PD-L1 immunohistochemistry

An appropriate formalin-fixed and paraffin-embedded (FFPE) block containing the tumor in each case was selected by reviewing H&E-stained specimens, and each FFPE block was sliced into 3-μm-thick tissue sections. The tissue sections were deparaffinized and subjected to immunostaining with the following for anti-PD-L1 antibodies: clone SP142 (Ventana Medical Systems, Tucson, AZ, USA), clone SP263 (Ventana Medical Systems), clone 28-8 (Dako, Carpentaria, CA, USA), and clone 22C3 (Dako). SP142 and SP263 immunostaining was carried out with a Bond-Max autoimmunostainer (Leica Microsystems, Wetzlar, Germany) and a Bond polymer-refine detection kit (Leica Microsystems). 28-8 and 22C3 immunostaining was carried out with a Dako autostainer Link48 system (Dako) and a PD-L1 PharmDx kit (Dako).

PD-L1 scoring

The positivity of TCs and ICs was assessed by two expert pathologists (TM and HI). TCs in which the membrane was immunostained at any intensity were considered to be positive for PD-L1. The ratios of PD-L1-positive TCs were evaluated by microscopic observation. Meanwhile, ICs in which the membrane or cytoplasm was immunostained at any intensity were considered to be positive for PD-L1 because the stained membrane and cytoplasm could not be distinguished in lymphocytes due to their small size [29]. Most PD-L1-positive ICs were macrophages and lymphocytes.
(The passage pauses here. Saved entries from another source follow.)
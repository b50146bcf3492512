//! # Ticket Escrow Server
//! This module hosts the HTTP surface of the escrow verification pipeline. It is responsible for:
//! Listening for incoming webhook requests from the inbound email relay.
//! Parsing the request body (JSON or multipart form) into an inbound email.
//! Handing the email to the verification engine and reporting the outcome.
//!
//! ## Configuration
//! The server is configured via environment variables. See [config](config/index.html) for more information.
//!
//! ## Routes
//! The server exposes the following routes:
//! * `/health`: A health check route that returns a 200 OK response.
//! * `/email/webhook`: The webhook route for receiving transfer-confirmation emails from the relay.
//! * `/email/parse`: An operator route that parses an email (or a canned sample) without touching the database.
//! * `/email/transfers`: The audit trail, with an `unmatched` filter for the manual-review queue.

pub mod cli;
pub mod config;
pub mod data_objects;
pub mod errors;
pub mod helpers;
pub mod routes;
pub mod samples;
pub mod server;

#[cfg(test)]
mod endpoint_tests;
ICs were quantified by evaluating the ratio of the area covered by stained ICs in the tumor area, as described in previous reports [4749]. The tumor area was defined as the area occupied by viable TCs and their associated intratumoral and contiguous peritumoral stroma [41]. The necrotic areas were excluded from the scoring area. Although cases with <100 viable TCs were excluded from the present study; all examined cases contained >100 TCs. Negative reagent controls were evaluated in each case by confirming the acceptable level of background staining. The cut-off values were set at 1% TC or 1% IC for SP142, 25% TC for SP263, 1% TC for 28-8, and 1% TC for 22C. The cut-off positive staining ratio was determined based on the clinical response to anti PD-1/PD-L1 therapy in previous reports [79, 4751].

Statistical analysis

The analysis was performed using a Fisher’s exact test for qualitative variables. Survival curves were generated using the Kaplan-Meier method, and the log-rank test was used to assess the statistical significance of the differences between groups. The two-sided significance level was at p value < 0.05. We performed all analyses using the JMP software program (version 12.0.1, SAS Institute, Tokyo, Japan).
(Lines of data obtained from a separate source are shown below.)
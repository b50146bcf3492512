use std::time::Duration;

use actix_web::{dev::Server, http::KeepAlive, middleware::Logger, web, App, HttpServer};
use escrow_engine::{
    db,
    events::{EventHandlers, EventHooks, EventProducers},
    parsers::ParserRegistry,
    SqliteDatabase,
    TransferFlowApi,
};
use futures::FutureExt;
use log::*;

use crate::{
    config::ServerConfig,
    errors::ServerError,
    routes::{
        email_webhook,
        email_webhook_form,
        email_webhook_info,
        health,
        is_multipart,
        parse_email,
        parse_info,
        transfer_records,
    },
};

pub async fn run_server(config: ServerConfig) -> Result<(), ServerError> {
    let url = if config.database_url.is_empty() { db::db_url() } else { config.database_url.clone() };
    let db = SqliteDatabase::new_with_url(&url, 25)
        .await
        .map_err(|e| ServerError::InitializeError(e.to_string()))?;
    db::run_migrations(db.pool()).await.map_err(|e| ServerError::InitializeError(e.to_string()))?;
    let mut hooks = EventHooks::default();
    hooks.on_transfer_verified(|ev| {
        async move {
            info!(
                "📬️ Listing {} ({}) verified by transfer record {}",
                ev.listing.id, ev.listing.title, ev.record.id
            );
        }
        .boxed()
    });
    let handlers = EventHandlers::new(10, hooks);
    let producers = handlers.producers();
    tokio::spawn(handlers.start_handlers());
    let srv = create_server_instance(config, db, producers)?;
    srv.await.map_err(|e| ServerError::Unspecified(e.to_string()))
}

pub fn create_server_instance(
    config: ServerConfig,
    db: SqliteDatabase,
    producers: EventProducers,
) -> Result<Server, ServerError> {
    let web_config = config.clone();
    let srv = HttpServer::new(move || {
        let transfer_api = TransferFlowApi::new(db.clone(), ParserRegistry::default(), producers.clone());
        App::new()
            .wrap(Logger::new("%t (%D ms) %s %a %{Host}i %U").log_target("tes::access_log"))
            .app_data(web::Data::new(web_config.clone()))
            .app_data(web::Data::new(transfer_api))
            .service(health)
            .service(
                web::resource("/email/webhook")
                    .route(web::post().guard(actix_web::guard::fn_guard(is_multipart)).to(email_webhook_form::<SqliteDatabase>))
                    .route(web::post().to(email_webhook::<SqliteDatabase>))
                    .route(web::get().to(email_webhook_info)),
            )
            .service(
                web::resource("/email/parse")
                    .route(web::post().to(parse_email::<SqliteDatabase>))
                    .route(web::get().to(parse_info)),
            )
            .service(web::resource("/email/transfers").route(web::get().to(transfer_records::<SqliteDatabase>)))
    })
    .keep_alive(KeepAlive::Timeout(Duration::from_secs(600)))
    .bind((config.host.as_str(), config.port))?
    .run();
    Ok(srv)
}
MPM: malignant pleural mesothelioma; PD-1: programmed death 1; PD-L1: programmed death ligand 1; ICI: immune checkpoint inhibitor; IHC: immunohistochemistry; NSCLC: non-small cell lung cancer; TC: tumor cell; IC immune cell; OS: overall survival; DCR: disease control rate; PFS: progression free survival; TILs: tumor-infiltrating lymphocytes; FFPE: formalin-fixed and paraffin-embedded; H&E: hematoxylin and eosin.

Author contributions

TW and KO conceived, designed the study, and wrote the manuscript. TM evaluated the PD-L1 expression. TS performed the histological assays and greatly helped the study. OK, KY, and RO analyzed and interpret the data. HH and SM assisted with the data interpretation. HI and RN coordinated and oversaw the study. All authors approved the final manuscript as submitted and agree to be accountable for all aspects of the work.


The authors thank the research assistant Shinobu Makino, of Nagoya City University for her excellent assistance in processing the pathological specimens. We are grateful to all of the subjects for their participation in this research.


The authors declare no conflicts of interest in association with the present study.